Stella Maris, i lavori affidati a De Cesare
Montesilvano, sarà la nota impresa edile teatina a rimettere in sesto la storica struttura della riviera
CHIETI. L’aeroplanino sul lungomare di Montesilvano è pronto a spiccare nuovamente il volo. Ne sono convinti il presidente della Provincia di Pescara Antonio Di Marco, il sindaco di Montesilvano Francesco Maragno e il sottosegretario regionale Mario Mazzocca che ieri mattina, affiancati da amministratori locali e dirigenti, hanno presentato il progetto che restituirà nuova vita alla Stella Maris. I lavori sono stati consegnati alla ditta Ulrico De Cesare, di Chieti.
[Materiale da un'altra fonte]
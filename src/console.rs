use crate::error::StaffError;
use crate::line_editor::LineEditor;
use crate::table::{Table, TableRow};
use std::fmt::Display;
use std::future::Future;
use std::io;
use std::str::FromStr;
use tokio::io::{AsyncBufRead, AsyncBufReadExt, AsyncWrite, AsyncWriteExt, Stdout};

/// Where answers come from. `None` means the input is exhausted.
pub trait Input: Send {
    /// Sources that render the prompt themselves (a line editor) return true.
    fn draws_prompt(&self) -> bool {
        false
    }

    fn next_line(&mut self, prompt: &str)
    -> impl Future<Output = io::Result<Option<String>>> + Send;
}

impl<T: AsyncBufRead + Unpin + Send> Input for T {
    fn next_line(
        &mut self,
        _prompt: &str,
    ) -> impl Future<Output = io::Result<Option<String>>> + Send {
        async move {
            let mut line = String::new();
            if AsyncBufReadExt::read_line(self, &mut line).await? == 0 {
                return Ok(None);
            }
            Ok(Some(line))
        }
    }
}

pub trait Output: AsyncWrite + Unpin + Send {}
impl<T: AsyncWrite + Unpin + Send> Output for T {}

/// Line-oriented prompt session over any reader/writer pair.
pub struct Console<R, W> {
    reader: R,
    writer: W,
}

impl Console<LineEditor, Stdout> {
    pub fn stdio() -> Result<Self, StaffError> {
        Ok(Self::new(LineEditor::spawn()?, tokio::io::stdout()))
    }
}

impl<R: Input, W: Output> Console<R, W> {
    pub fn new(reader: R, writer: W) -> Self {
        Self { reader, writer }
    }

    pub fn writer(&self) -> &W {
        &self.writer
    }

    pub fn into_inner(self) -> (R, W) {
        (self.reader, self.writer)
    }

    pub async fn say(&mut self, line: &str) -> Result<(), StaffError> {
        self.writer.write_all(line.as_bytes()).await?;
        self.writer.write_all(b"\n").await?;
        self.writer.flush().await?;
        Ok(())
    }

    pub async fn show_table<T: TableRow>(&mut self, rows: &[T]) -> Result<(), StaffError> {
        let rendered = Table::from_rows(rows).render();
        self.writer.write_all(rendered.as_bytes()).await?;
        self.writer.flush().await?;
        Ok(())
    }

    /// Print `message` and read one trimmed line. End of input is `InputClosed`.
    pub async fn prompt(&mut self, message: &str) -> Result<String, StaffError> {
        let prompt = format!("{message} ");
        if !self.reader.draws_prompt() {
            self.writer.write_all(prompt.as_bytes()).await?;
        }
        self.writer.flush().await?;

        let line = self
            .reader
            .next_line(&prompt)
            .await?
            .ok_or(StaffError::InputClosed)?;
        Ok(line.trim().to_string())
    }

    /// Like `prompt`, but an empty answer is rejected.
    pub async fn prompt_text(
        &mut self,
        message: &str,
        field: &'static str,
    ) -> Result<String, StaffError> {
        let answer = self.prompt(message).await?;
        if answer.is_empty() {
            return Err(StaffError::invalid(field, "must not be empty"));
        }
        Ok(answer)
    }

    pub async fn prompt_parsed<T>(
        &mut self,
        message: &str,
        field: &'static str,
    ) -> Result<T, StaffError>
    where
        T: FromStr,
        T::Err: Display,
    {
        let answer = self.prompt(message).await?;
        answer
            .parse::<T>()
            .map_err(|e| StaffError::invalid(field, format!("{answer:?}: {e}")))
    }

    /// A finite, non-negative amount such as a salary.
    pub async fn prompt_amount(
        &mut self,
        message: &str,
        field: &'static str,
    ) -> Result<f64, StaffError> {
        let amount: f64 = self.prompt_parsed(message, field).await?;
        if !amount.is_finite() || amount < 0.0 {
            return Err(StaffError::invalid(
                field,
                format!("{amount} is not a usable amount"),
            ));
        }
        Ok(amount)
    }

    /// Show a numbered list and re-ask until one of `choices` is picked.
    pub async fn select(&mut self, message: &str, choices: &[&str]) -> Result<usize, StaffError> {
        loop {
            self.say(message).await?;
            for (i, choice) in choices.iter().enumerate() {
                self.say(&format!("  {}) {}", i + 1, choice)).await?;
            }
            let answer = self.prompt(">").await?;
            if let Some(index) = parse_choice(&answer, choices) {
                return Ok(index);
            }
            self.say("Please pick one of the listed choices.").await?;
        }
    }
}

/// Accepts a 1-based position or a label, case-insensitively.
pub fn parse_choice(answer: &str, choices: &[&str]) -> Option<usize> {
    let answer = answer.trim();
    if let Ok(n) = answer.parse::<usize>() {
        return (1..=choices.len()).contains(&n).then(|| n - 1);
    }
    choices
        .iter()
        .position(|choice| choice.eq_ignore_ascii_case(answer))
}
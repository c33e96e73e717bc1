use crate::table::TableRow;
use serde::{Deserialize, Serialize};
use sqlx::FromRow;

#[derive(Debug, Clone, Serialize, Deserialize, PartialEq, FromRow)]
pub struct Department {
    pub id: i64,
    pub name: String,
}

#[derive(Debug, Clone, Serialize, Deserialize, PartialEq, FromRow)]
pub struct Role {
    pub id: i64,
    pub title: String,
    pub salary: f64,
    pub department_id: i64,
}

/// Raw `employees` row.
#[derive(Debug, Clone, Serialize, Deserialize, PartialEq, FromRow)]
pub struct Employee {
    pub id: i64,
    pub first_name: String,
    pub last_name: String,
    pub role_id: i64,
    pub salary: f64,
}

/// Employee joined through its role to the department. `salary` is the role's.
#[derive(Debug, Clone, Serialize, Deserialize, PartialEq, FromRow)]
pub struct EmployeeDetail {
    pub id: i64,
    pub first_name: String,
    pub last_name: String,
    pub department: String,
    pub title: String,
    pub salary: f64,
}

#[derive(Debug, Clone, PartialEq)]
pub struct NewEmployee {
    pub first_name: String,
    pub last_name: String,
    pub role_id: i64,
    pub salary: f64,
}

/// The single column an update may touch.
#[derive(Debug, Clone, Copy, PartialEq)]
pub enum EmployeeField {
    Role(i64),
    Salary(f64),
}

impl EmployeeField {
    pub fn column(&self) -> &'static str {
        match self {
            EmployeeField::Role(_) => "role_id",
            EmployeeField::Salary(_) => "salary",
        }
    }
}

impl TableRow for Department {
    const HEADERS: &'static [&'static str] = &["id", "name"];

    fn cells(&self) -> Vec<String> {
        vec![self.id.to_string(), self.name.clone()]
    }
}

impl TableRow for Role {
    const HEADERS: &'static [&'static str] = &["id", "title", "salary", "department_id"];

    fn cells(&self) -> Vec<String> {
        vec![
            self.id.to_string(),
            self.title.clone(),
            self.salary.to_string(),
            self.department_id.to_string(),
        ]
    }
}

impl TableRow for EmployeeDetail {
    const HEADERS: &'static [&'static str] = &[
        "id",
        "first_name",
        "last_name",
        "department",
        "title",
        "salary",
    ];

    fn cells(&self) -> Vec<String> {
        vec![
            self.id.to_string(),
            self.first_name.clone(),
            self.last_name.clone(),
            self.department.clone(),
            self.title.clone(),
            self.salary.to_string(),
        ]
    }
}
L’operazione di rilancio, dal costo di 2 milioni 500mila euro circa, prenderà il via a settembre per concludersi entro la fine del 2017.
I lavori verranno realizzati in tre lotti e trasformeranno la Stella Maris in una struttura polifunzionale che ospiterà anche un convitto per studenti nel periodo invernale e una colonia in estate. Spazio anche ad attività di ristorazione e bar sotto il porticato, e alla rivitalizzazione dell’area esterna. Ancora incerto, invece, l’uso degli altri ambienti presenti, che potrebbero essere destinati a funzione formativa e didattica. Resta ancora in piedi, dunque, l’ipotesi lanciata dall’amministrazione comunale in sinergia con l’Accademia delle belle arti di Roma, e volta a dar vita a corsi internazionali di alta specializzazione. Il presidente Di Marco ha infatti mostrato un segno di apertura, evidenziando come il progetto sarà valutato attentamente, soprattutto sulla base della sua futura sostenibilità. Nessuna incertezza, invece, sul ripristino dell’originaria destinazione d’uso della struttura, almeno per quanto riguarda le «ali»: un convitto provinciale, in grado di portare un risparmio di circa 100mila euro annui, per gli studenti dell’istituto alberghiero in inverno, e una colonia estiva da 80 posti letto.
La «fusoliera», invece, sarà attrezzata con uffici, didattica, formazione e servizi.
Come spiegato dal presidente della Provincia, dunque, il primo lotto di interventi, da circa un milione di euro di fondi Par Fsc, prenderà il via a settembre. «I lavori avranno una durata di sei mesi, ma noi abbiamo chiesto all’impresa di concluderli entro quattro». Tale lotto prevede lavori di ristrutturazione e adeguamento tra cui partizioni interne, ascensori e scale di collegamento tra i piani, pavimentazioni e rivestimenti, intonaci. In autunno verranno poi appaltati il secondo e terzo lotto, per un importo di un milione 500mila euro di fondi Masterplan. (a.l.)